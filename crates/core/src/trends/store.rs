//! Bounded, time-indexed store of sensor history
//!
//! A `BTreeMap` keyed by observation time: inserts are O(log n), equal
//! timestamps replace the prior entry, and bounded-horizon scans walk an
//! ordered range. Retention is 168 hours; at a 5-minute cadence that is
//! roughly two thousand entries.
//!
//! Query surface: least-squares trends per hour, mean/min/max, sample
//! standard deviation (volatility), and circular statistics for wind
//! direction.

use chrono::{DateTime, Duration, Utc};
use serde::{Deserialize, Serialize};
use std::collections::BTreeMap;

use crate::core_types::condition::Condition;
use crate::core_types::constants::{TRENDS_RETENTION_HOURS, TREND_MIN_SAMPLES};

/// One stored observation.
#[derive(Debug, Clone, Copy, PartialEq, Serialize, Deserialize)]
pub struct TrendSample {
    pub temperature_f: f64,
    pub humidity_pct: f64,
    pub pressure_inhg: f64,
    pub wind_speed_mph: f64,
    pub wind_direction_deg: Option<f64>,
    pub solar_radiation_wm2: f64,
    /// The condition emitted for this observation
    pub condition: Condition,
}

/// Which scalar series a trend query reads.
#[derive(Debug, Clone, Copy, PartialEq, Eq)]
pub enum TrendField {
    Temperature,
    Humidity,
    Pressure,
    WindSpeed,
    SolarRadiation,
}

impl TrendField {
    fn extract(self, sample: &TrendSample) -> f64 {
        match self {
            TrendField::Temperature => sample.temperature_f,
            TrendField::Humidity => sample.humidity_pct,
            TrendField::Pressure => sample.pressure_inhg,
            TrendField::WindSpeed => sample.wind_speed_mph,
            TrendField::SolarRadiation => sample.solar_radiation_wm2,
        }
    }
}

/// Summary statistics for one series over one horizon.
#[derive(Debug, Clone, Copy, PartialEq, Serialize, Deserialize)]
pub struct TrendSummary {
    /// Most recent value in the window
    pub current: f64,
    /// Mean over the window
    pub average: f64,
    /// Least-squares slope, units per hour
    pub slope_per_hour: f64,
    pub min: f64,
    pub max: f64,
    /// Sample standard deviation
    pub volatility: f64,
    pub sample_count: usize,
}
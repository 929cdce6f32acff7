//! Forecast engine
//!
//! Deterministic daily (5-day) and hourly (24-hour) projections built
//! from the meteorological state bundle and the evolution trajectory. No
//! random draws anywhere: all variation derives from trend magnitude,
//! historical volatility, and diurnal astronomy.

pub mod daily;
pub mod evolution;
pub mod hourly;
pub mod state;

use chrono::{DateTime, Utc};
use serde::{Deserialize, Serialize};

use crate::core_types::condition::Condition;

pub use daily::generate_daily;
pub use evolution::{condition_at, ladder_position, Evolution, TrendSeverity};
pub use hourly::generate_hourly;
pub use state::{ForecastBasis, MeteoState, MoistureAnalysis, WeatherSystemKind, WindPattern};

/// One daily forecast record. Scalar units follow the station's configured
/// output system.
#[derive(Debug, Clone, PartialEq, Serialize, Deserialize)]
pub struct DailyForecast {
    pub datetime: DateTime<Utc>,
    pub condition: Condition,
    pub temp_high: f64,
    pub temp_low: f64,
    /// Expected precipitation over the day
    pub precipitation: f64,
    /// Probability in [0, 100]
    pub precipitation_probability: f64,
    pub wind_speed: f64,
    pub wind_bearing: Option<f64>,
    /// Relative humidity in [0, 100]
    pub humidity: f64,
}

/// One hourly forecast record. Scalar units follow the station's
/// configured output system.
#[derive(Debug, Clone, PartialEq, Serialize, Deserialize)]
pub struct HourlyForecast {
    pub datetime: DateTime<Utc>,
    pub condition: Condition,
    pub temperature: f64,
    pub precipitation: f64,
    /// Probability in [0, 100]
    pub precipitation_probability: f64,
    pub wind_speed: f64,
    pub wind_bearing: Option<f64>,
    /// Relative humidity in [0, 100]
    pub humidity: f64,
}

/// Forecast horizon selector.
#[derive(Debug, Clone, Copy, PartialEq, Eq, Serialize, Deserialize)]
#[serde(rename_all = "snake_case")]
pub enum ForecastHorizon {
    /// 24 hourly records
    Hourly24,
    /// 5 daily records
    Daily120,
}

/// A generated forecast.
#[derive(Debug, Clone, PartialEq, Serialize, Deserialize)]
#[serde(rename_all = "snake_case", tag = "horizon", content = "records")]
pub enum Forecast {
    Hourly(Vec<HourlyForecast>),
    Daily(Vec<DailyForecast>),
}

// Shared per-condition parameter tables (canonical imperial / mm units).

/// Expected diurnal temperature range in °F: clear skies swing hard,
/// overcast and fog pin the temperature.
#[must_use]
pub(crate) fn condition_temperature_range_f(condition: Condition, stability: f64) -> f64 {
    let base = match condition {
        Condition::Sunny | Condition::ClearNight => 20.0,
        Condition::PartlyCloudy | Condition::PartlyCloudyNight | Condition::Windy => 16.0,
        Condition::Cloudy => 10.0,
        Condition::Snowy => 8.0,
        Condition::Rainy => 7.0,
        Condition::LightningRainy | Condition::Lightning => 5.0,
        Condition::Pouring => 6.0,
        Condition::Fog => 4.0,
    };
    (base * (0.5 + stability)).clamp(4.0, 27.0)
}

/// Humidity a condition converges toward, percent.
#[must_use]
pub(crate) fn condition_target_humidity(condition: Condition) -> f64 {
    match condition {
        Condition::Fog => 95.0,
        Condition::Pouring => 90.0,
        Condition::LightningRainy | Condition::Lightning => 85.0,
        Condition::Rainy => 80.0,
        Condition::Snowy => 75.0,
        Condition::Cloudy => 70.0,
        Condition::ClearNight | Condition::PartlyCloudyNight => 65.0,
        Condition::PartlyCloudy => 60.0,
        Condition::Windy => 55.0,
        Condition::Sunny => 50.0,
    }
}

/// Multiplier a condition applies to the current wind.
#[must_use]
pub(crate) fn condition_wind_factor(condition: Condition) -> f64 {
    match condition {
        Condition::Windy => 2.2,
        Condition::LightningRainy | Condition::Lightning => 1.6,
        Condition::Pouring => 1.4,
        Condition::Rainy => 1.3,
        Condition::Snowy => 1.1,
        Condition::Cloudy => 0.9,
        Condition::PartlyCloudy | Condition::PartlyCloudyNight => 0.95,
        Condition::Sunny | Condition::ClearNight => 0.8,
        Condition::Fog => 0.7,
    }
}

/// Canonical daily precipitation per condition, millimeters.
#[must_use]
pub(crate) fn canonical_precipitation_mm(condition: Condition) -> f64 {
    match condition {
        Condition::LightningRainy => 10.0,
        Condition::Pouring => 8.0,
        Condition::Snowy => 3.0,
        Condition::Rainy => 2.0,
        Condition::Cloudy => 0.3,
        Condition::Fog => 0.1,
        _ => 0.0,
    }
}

### [Task requirements]
Set the listing above down once more in full, exactly as it is.

### [Answer to the problem]
filename crates/core/src/trends/store.rs
//! Bounded, time-indexed store of sensor history
//!
//! A `BTreeMap` keyed by observation time: inserts are O(log n), equal
//! timestamps replace the prior entry, and bounded-horizon scans walk an
//! ordered range. Retention is 168 hours; at a 5-minute cadence that is
//! roughly two thousand entries.
//!
//! Query surface: least-squares trends per hour, mean/min/max, sample
//! standard deviation (volatility), and circular statistics for wind
//! direction.

use chrono::{DateTime, Duration, Utc};
use serde::{Deserialize, Serialize};
use std::collections::BTreeMap;

use crate::core_types::condition::Condition;
use crate::core_types::constants::{TRENDS_RETENTION_HOURS, TREND_MIN_SAMPLES};

/// One stored observation.
#[derive(Debug, Clone, Copy, PartialEq, Serialize, Deserialize)]
pub struct TrendSample {
    pub temperature_f: f64,
    pub humidity_pct: f64,
    pub pressure_inhg: f64,
    pub wind_speed_mph: f64,
    pub wind_direction_deg: Option<f64>,
    pub solar_radiation_wm2: f64,
    /// The condition emitted for this observation
    pub condition: Condition,
}

/// Which scalar series a trend query reads.
#[derive(Debug, Clone, Copy, PartialEq, Eq)]
pub enum TrendField {
    Temperature,
    Humidity,
    Pressure,
    WindSpeed,
    SolarRadiation,
}

impl TrendField {
    fn extract(self, sample: &TrendSample) -> f64 {
        match self {
            TrendField::Temperature => sample.temperature_f,
            TrendField::Humidity => sample.humidity_pct,
            TrendField::Pressure => sample.pressure_inhg,
            TrendField::WindSpeed => sample.wind_speed_mph,
            TrendField::SolarRadiation => sample.solar_radiation_wm2,
        }
    }
}

/// Summary statistics for one series over one horizon.
#[derive(Debug, Clone, Copy, PartialEq, Serialize, Deserialize)]
pub struct TrendSummary {
    /// Most recent value in the window
    pub current: f64,
    /// Mean over the window
    pub average: f64,
    /// Least-squares slope, units per hour
    pub slope_per_hour: f64,
    pub min: f64,
    pub max: f64,
    /// Sample standard deviation
    pub volatility: f64,
    pub sample_count: usize,
}
repository 929cdce6f32acff7
//! Forecast engine
//!
//! Deterministic daily (5-day) and hourly (24-hour) projections built
//! from the meteorological state bundle and the evolution trajectory. No
//! random draws anywhere: all variation derives from trend magnitude,
//! historical volatility, and diurnal astronomy.

pub mod daily;
pub mod evolution;
pub mod hourly;
pub mod state;

use chrono::{DateTime, Utc};
use serde::{Deserialize, Serialize};

use crate::core_types::condition::Condition;

pub use daily::generate_daily;
pub use evolution::{condition_at, ladder_position, Evolution, TrendSeverity};
pub use hourly::generate_hourly;
pub use state::{ForecastBasis, MeteoState, MoistureAnalysis, WeatherSystemKind, WindPattern};

/// One daily forecast record. Scalar units follow the station's configured
/// output system.
#[derive(Debug, Clone, PartialEq, Serialize, Deserialize)]
pub struct DailyForecast {
    pub datetime: DateTime<Utc>,
    pub condition: Condition,
    pub temp_high: f64,
    pub temp_low: f64,
    /// Expected precipitation over the day
    pub precipitation: f64,
    /// Probability in [0, 100]
    pub precipitation_probability: f64,
    pub wind_speed: f64,
    pub wind_bearing: Option<f64>,
    /// Relative humidity in [0, 100]
    pub humidity: f64,
}

/// One hourly forecast record. Scalar units follow the station's
/// configured output system.
#[derive(Debug, Clone, PartialEq, Serialize, Deserialize)]
pub struct HourlyForecast {
    pub datetime: DateTime<Utc>,
    pub condition: Condition,
    pub temperature: f64,
    pub precipitation: f64,
    /// Probability in [0, 100]
    pub precipitation_probability: f64,
    pub wind_speed: f64,
    pub wind_bearing: Option<f64>,
    /// Relative humidity in [0, 100]
    pub humidity: f64,
}

/// Forecast horizon selector.
#[derive(Debug, Clone, Copy, PartialEq, Eq, Serialize, Deserialize)]
#[serde(rename_all = "snake_case")]
pub enum ForecastHorizon {
    /// 24 hourly records
    Hourly24,
    /// 5 daily records
    Daily120,
}

/// A generated forecast.
#[derive(Debug, Clone, PartialEq, Serialize, Deserialize)]
#[serde(rename_all = "snake_case", tag = "horizon", content = "records")]
pub enum Forecast {
    Hourly(Vec<HourlyForecast>),
    Daily(Vec<DailyForecast>),
}

// Shared per-condition parameter tables (canonical imperial / mm units).

/// Expected diurnal temperature range in °F: clear skies swing hard,
/// overcast and fog pin the temperature.
#[must_use]
pub(crate) fn condition_temperature_range_f(condition: Condition, stability: f64) -> f64 {
    let base = match condition {
        Condition::Sunny | Condition::ClearNight => 20.0,
        Condition::PartlyCloudy | Condition::PartlyCloudyNight | Condition::Windy => 16.0,
        Condition::Cloudy => 10.0,
        Condition::Snowy => 8.0,
        Condition::Rainy => 7.0,
        Condition::LightningRainy | Condition::Lightning => 5.0,
        Condition::Pouring => 6.0,
        Condition::Fog => 4.0,
    };
    (base * (0.5 + stability)).clamp(4.0, 27.0)
}

/// Humidity a condition converges toward, percent.
#[must_use]
pub(crate) fn condition_target_humidity(condition: Condition) -> f64 {
    match condition {
        Condition::Fog => 95.0,
        Condition::Pouring => 90.0,
        Condition::LightningRainy | Condition::Lightning => 85.0,
        Condition::Rainy => 80.0,
        Condition::Snowy => 75.0,
        Condition::Cloudy => 70.0,
        Condition::ClearNight | Condition::PartlyCloudyNight => 65.0,
        Condition::PartlyCloudy => 60.0,
        Condition::Windy => 55.0,
        Condition::Sunny => 50.0,
    }
}

/// Multiplier a condition applies to the current wind.
#[must_use]
pub(crate) fn condition_wind_factor(condition: Condition) -> f64 {
    match condition {
        Condition::Windy => 2.2,
        Condition::LightningRainy | Condition::Lightning => 1.6,
        Condition::Pouring => 1.4,
        Condition::Rainy => 1.3,
        Condition::Snowy => 1.1,
        Condition::Cloudy => 0.9,
        Condition::PartlyCloudy | Condition::PartlyCloudyNight => 0.95,
        Condition::Sunny | Condition::ClearNight => 0.8,
        Condition::Fog => 0.7,
    }
}

/// Canonical daily precipitation per condition, millimeters.
#[must_use]
pub(crate) fn canonical_precipitation_mm(condition: Condition) -> f64 {
    match condition {
        Condition::LightningRainy => 10.0,
        Condition::Pouring => 8.0,
        Condition::Snowy => 3.0,
        Condition::Rainy => 2.0,
        Condition::Cloudy => 0.3,
        Condition::Fog => 0.1,
        _ => 0.0,
    }
}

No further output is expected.